Fig. 4. Effect of extracellular matrix on morphology and spreading of HUVECs on 2D model. Cells were cultured on 24-well plates previously coated with different ECM substrates for 18 h. Cells grown on gelatin and uncoated plates were also evaluated. A) Actin filaments were stained with rhodamin phalloidin (1:100) and cultures were examined with a Confocal Microscope LSM 510 Meta (Zeiss). B) Spreading cell area based on F-actin staining. Quantification of actin stained was carried out using the LMS Image Browser (Zeiss) software. The experiment was performed in quadruplicate and the data are expressed as mean ± s.d. of one representative experiment. Significance was calculated by Student's T and the symbol (*) represents a significant difference (p < 0.05) compared to uncoated.

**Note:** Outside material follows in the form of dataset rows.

use std::io;
use thiserror::Error;

use crate::catalog::TableId;
use crate::schema::SchemaVersion;

pub type Result<T> = std::result::Result<T, Error>;

#[derive(Error, Debug)]
pub enum Error {
  #[error("I/O Error: {0}")]
  Io(#[from] io::Error),

  #[error("Data Corruption: {0}")]
  Corruption(String),

  #[error("CRC32 Checksum Mismatch: expected {expected:#x}, got {actual:#x} at offset {offset}")]
  CrcMismatch { expected: u32, actual: u32, offset: u64 },

  #[error("Invalid segment file name: {0}")]
  InvalidSegmentName(String),

  #[error("Malformed mutation payload: {0}")]
  MalformedPayload(String),

  #[error("Unknown schema version {0} and no embedded column mapping")]
  UnknownSchemaVersion(SchemaVersion),

  #[error("No such table: {0}")]
  NoSuchTable(TableId),

  #[error("Apply rejected by storage engine: {0}")]
  Apply(String),

  #[error("Configuration Error: {0}")]
  Config(String),
}
//! Wire codec for one commit-log entry.
//!
//! ## Binary Format
//!
//! ```text
//! ┌──────────────────────────────────────────────────────────────┐
//! │ TABLE_ID       │ 16 bytes │ Table UUID                       │
//! ├──────────────────────────────────────────────────────────────┤
//! │ SCHEMA_VERSION │ 16 bytes │ Version UUID                     │
//! ├──────────────────────────────────────────────────────────────┤
//! │ FLAGS          │ 1 byte   │ bit 0: embedded column mapping   │
//! ├──────────────────────────────────────────────────────────────┤
//! │ PK_LEN         │ 2 bytes  │ Partition key length (u16 LE)    │
//! ├──────────────────────────────────────────────────────────────┤
//! │ PARTITION_KEY  │ N bytes  │                                  │
//! ├──────────────────────────────────────────────────────────────┤
//! │ MAPPING        │ variable │ Present iff FLAGS bit 0          │
//! ├──────────────────────────────────────────────────────────────┤
//! │ CELL_COUNT     │ 2 bytes  │ u16 LE                           │
//! ├──────────────────────────────────────────────────────────────┤
//! │ CELLS          │ variable │ See cell structure               │
//! └──────────────────────────────────────────────────────────────┘
//!
//! Cell structure:
//! [COLUMN_ID: u32] [TIMESTAMP: u64] [LIVE: u8] [LIVE=1 → VALUE_LEN: u32, VALUE]
//! ```
//!
//! A cell with `LIVE = 0` is a tombstone: the column was deleted at
//! `TIMESTAMP`.

use std::io::{Cursor, Read, Write};

use byteorder::{LittleEndian, ReadBytesExt, WriteBytesExt};

use crate::catalog::TableId;
use crate::error::{Error, Result};
use crate::schema::{ColumnMapping, SchemaVersion};

const FLAG_EMBEDDED_MAPPING: u8 = 0x01;

/// One column write inside a mutation. `value: None` is a deletion.
#[derive(Debug, Clone, PartialEq, Eq)]
pub struct Cell {
  pub column_id: u32,
  pub timestamp: u64,
  pub value: Option<Vec<u8>>,
}

/// A decoded commit-log entry, still expressed in the column ids of the
/// schema version it was written under.
#[derive(Debug, Clone, PartialEq, Eq)]
pub struct MutationEntry {
  pub table_id: TableId,
  pub schema_version: SchemaVersion,
  pub partition_key: Vec<u8>,
  pub cells: Vec<Cell>,
  /// Present iff the writer observed a schema change shortly before
  /// writing this entry.
  pub embedded_mapping: Option<ColumnMapping>,
}

impl MutationEntry {
  /// Serializes the entry into a frame payload.
  pub fn encode(&self) -> Result<Vec<u8>> {
    let mut buf = Vec::with_capacity(64 + self.partition_key.len());

    buf.write_all(&self.table_id.into_bytes()).map_err(Error::Io)?;
    buf.write_all(&self.schema_version.into_bytes()).map_err(Error::Io)?;

    let flags = if self.embedded_mapping.is_some() { FLAG_EMBEDDED_MAPPING } else { 0 };
    buf.write_u8(flags).map_err(Error::Io)?;

    if self.partition_key.len() > u16::MAX as usize {
      return Err(Error::Config(format!(
        "Partition key too long: {} bytes",
        self.partition_key.len()
      )));
    }
    buf.write_u16::<LittleEndian>(self.partition_key.len() as u16).map_err(Error::Io)?;
    buf.write_all(&self.partition_key).map_err(Error::Io)?;

    if let Some(mapping) = &self.embedded_mapping {
      mapping.encode_into(&mut buf)?;
    }

    if self.cells.len() > u16::MAX as usize {
      return Err(Error::Config(format!("Too many cells: {}", self.cells.len())));
    }
    buf.write_u16::<LittleEndian>(self.cells.len() as u16).map_err(Error::Io)?;
    for cell in &self.cells {
      buf.write_u32::<LittleEndian>(cell.column_id).map_err(Error::Io)?;
      buf.write_u64::<LittleEndian>(cell.timestamp).map_err(Error::Io)?;
      match &cell.value {
        Some(value) => {
          buf.write_u8(1).map_err(Error::Io)?;
          buf.write_u32::<LittleEndian>(value.len() as u32).map_err(Error::Io)?;
          buf.write_all(value).map_err(Error::Io)?;
        }
        None => buf.write_u8(0).map_err(Error::Io)?,
      }
    }

    Ok(buf)
  }

  /// Decodes one framed entry payload.
  pub fn decode(buf: &[u8]) -> Result<Self> {
    let mut cursor = Cursor::new(buf);

    let table_id = TableId::from_bytes(read_uuid(&mut cursor, "table id")?);
    let schema_version = SchemaVersion::from_bytes(read_uuid(&mut cursor, "schema version")?);

    let flags = cursor
      .read_u8()
      .map_err(|_| Error::MalformedPayload("Truncated entry: missing flags".into()))?;
    if flags & !FLAG_EMBEDDED_MAPPING != 0 {
      return Err(Error::MalformedPayload(format!("Unknown entry flags: {:#x}", flags)));
    }

    let pk_len = cursor
      .read_u16::<LittleEndian>()
      .map_err(|_| Error::MalformedPayload("Truncated entry: missing key length".into()))?
      as usize;
    let mut partition_key = vec![0u8; pk_len];
    cursor
      .read_exact(&mut partition_key)
      .map_err(|_| Error::MalformedPayload("Truncated entry: incomplete partition key".into()))?;

    let embedded_mapping = if flags & FLAG_EMBEDDED_MAPPING != 0 {
      Some(ColumnMapping::decode_from(&mut cursor)?)
    } else {
      None
    };

    let cell_count = cursor
      .read_u16::<LittleEndian>()
      .map_err(|_| Error::MalformedPayload("Truncated entry: missing cell count".into()))?;

    let mut cells = Vec::with_capacity(cell_count as usize);
    for _ in 0..cell_count {
      let column_id = cursor
        .read_u32::<LittleEndian>()
        .map_err(|_| Error::MalformedPayload("Truncated cell: missing column id".into()))?;
      let timestamp = cursor
        .read_u64::<LittleEndian>()
        .map_err(|_| Error::MalformedPayload("Truncated cell: missing timestamp".into()))?;
      let live = cursor
        .read_u8()
        .map_err(|_| Error::MalformedPayload("Truncated cell: missing liveness byte".into()))?;

      let value = match live {
        0 => None,
        1 => {
          let len = cursor
            .read_u32::<LittleEndian>()
            .map_err(|_| Error::MalformedPayload("Truncated cell: missing value length".into()))?
            as usize;
          if len > buf.len() {
            return Err(Error::MalformedPayload(format!("Cell value length {} exceeds payload", len)));
          }
          let mut value = vec![0u8; len];
          cursor
            .read_exact(&mut value)
            .map_err(|_| Error::MalformedPayload("Truncated cell: incomplete value".into()))?;
          Some(value)
        }
        other => {
          return Err(Error::MalformedPayload(format!("Invalid cell liveness byte: {}", other)));
        }
      };

      cells.push(Cell { column_id, timestamp, value });
    }

    if cursor.position() != buf.len() as u64 {
      return Err(Error::MalformedPayload(format!(
        "Trailing garbage after entry: {} bytes",
        buf.len() as u64 - cursor.position()
      )));
    }

    Ok(Self { table_id, schema_version, partition_key, cells, embedded_mapping })
  }
}

fn read_uuid(cursor: &mut Cursor<&[u8]>, what: &str) -> Result<[u8; 16]> {
  let mut bytes = [0u8; 16];
  cursor
    .read_exact(&mut bytes)
    .map_err(|_| Error::MalformedPayload(format!("Truncated entry: missing {}", what)))?;
  Ok(bytes)
}

#[cfg(test)]
mod tests {
  use super::*;
  use crate::schema::{ColumnKind, ColumnSpec, ColumnType};
  use uuid::Uuid;

  fn sample_entry(with_mapping: bool) -> MutationEntry {
    let mapping = ColumnMapping::new(vec![
      ColumnSpec { id: 0, name: "pk".into(), kind: ColumnKind::PartitionKey, ctype: ColumnType::Blob },
      ColumnSpec { id: 1, name: "v".into(), kind: ColumnKind::Regular, ctype: ColumnType::Text },
    ]);

    MutationEntry {
      table_id: TableId::new(Uuid::new_v4()),
      schema_version: SchemaVersion::new(Uuid::new_v4()),
      partition_key: b"user_42".to_vec(),
      cells: vec![
        Cell { column_id: 1, timestamp: 100, value: Some(b"hello".to_vec()) },
        Cell { column_id: 1, timestamp: 200, value: None },
      ],
      embedded_mapping: with_mapping.then_some(mapping),
    }
  }

  #[test]
  fn test_roundtrip_without_mapping() {
    let entry = sample_entry(false);
    let buf = entry.encode().unwrap();
    assert_eq!(MutationEntry::decode(&buf).unwrap(), entry);
  }

  #[test]
  fn test_roundtrip_with_mapping() {
    let entry = sample_entry(true);
    let buf = entry.encode().unwrap();
    assert_eq!(MutationEntry::decode(&buf).unwrap(), entry);
  }

  #[test]
  fn test_rejects_truncation_at_every_boundary() {
    let entry = sample_entry(true);
    let buf = entry.encode().unwrap();

    // Chop off progressively larger tails; every prefix must fail cleanly.
    for len in 0..buf.len() {
      let res = MutationEntry::decode(&buf[..len]);
      assert!(
        matches!(res, Err(Error::MalformedPayload(_))),
        "prefix of {} bytes decoded unexpectedly",
        len
      );
    }
  }

  #[test]
  fn test_rejects_trailing_garbage() {
    let entry = sample_entry(false);
    let mut buf = entry.encode().unwrap();
    buf.extend_from_slice(b"junk");

    assert!(matches!(MutationEntry::decode(&buf), Err(Error::MalformedPayload(_))));
  }

  #[test]
  fn test_rejects_unknown_flags() {
    let entry = sample_entry(false);
    let mut buf = entry.encode().unwrap();
    buf[32] |= 0x80; // flags byte follows the two UUIDs

    assert!(matches!(MutationEntry::decode(&buf), Err(Error::MalformedPayload(_))));
  }

  #[test]
  fn test_rejects_overlong_value_length() {
    let entry = MutationEntry {
      cells: vec![Cell { column_id: 0, timestamp: 1, value: Some(vec![1, 2, 3]) }],
      ..sample_entry(false)
    };
    let mut buf = entry.encode().unwrap();

    // Inflate the value length field of the only cell. The cell layout is
    // [id:4][ts:8][live:1][len:4], so the length sits 7 bytes before the end
    // of the 3-byte value.
    let len_pos = buf.len() - 3 - 4;
    buf[len_pos..len_pos + 4].copy_from_slice(&u32::MAX.to_le_bytes());

    assert!(matches!(MutationEntry::decode(&buf), Err(Error::MalformedPayload(_))));
  }
}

Fig. 5. Interaction of Alexa488-labeled SVMPs with HUVECs cultured on matrigel, fibronectin and collagen I on 2D-model. HUVECs were treated with 800 nM of Alexa488-Jar for 30 min. Cells treated with Alexa488-BSA were used as control. A) Cultures were observed by immunofluorescence with actin filaments stained with rhodamin phalloidin (1:100). The samples were examined with a Confocal Microscope LSM 510 Meta (Zeiss). B) Interaction of Alexa488-Jar with HUVECs was quantified by flow cytometry analysis of triplicate samples with FACSCalibur (Becton Dickinson, USA) using CellQuest Software (BD Biosciences). The results express the percentage of cells expressing Alexa488-Jar. The experiment was carried out in triplicate and the significance was calculated by Student's T test. The symbol * represent significant difference (p < 0.05) compared to samples treated with the control (Alexa488-BSA).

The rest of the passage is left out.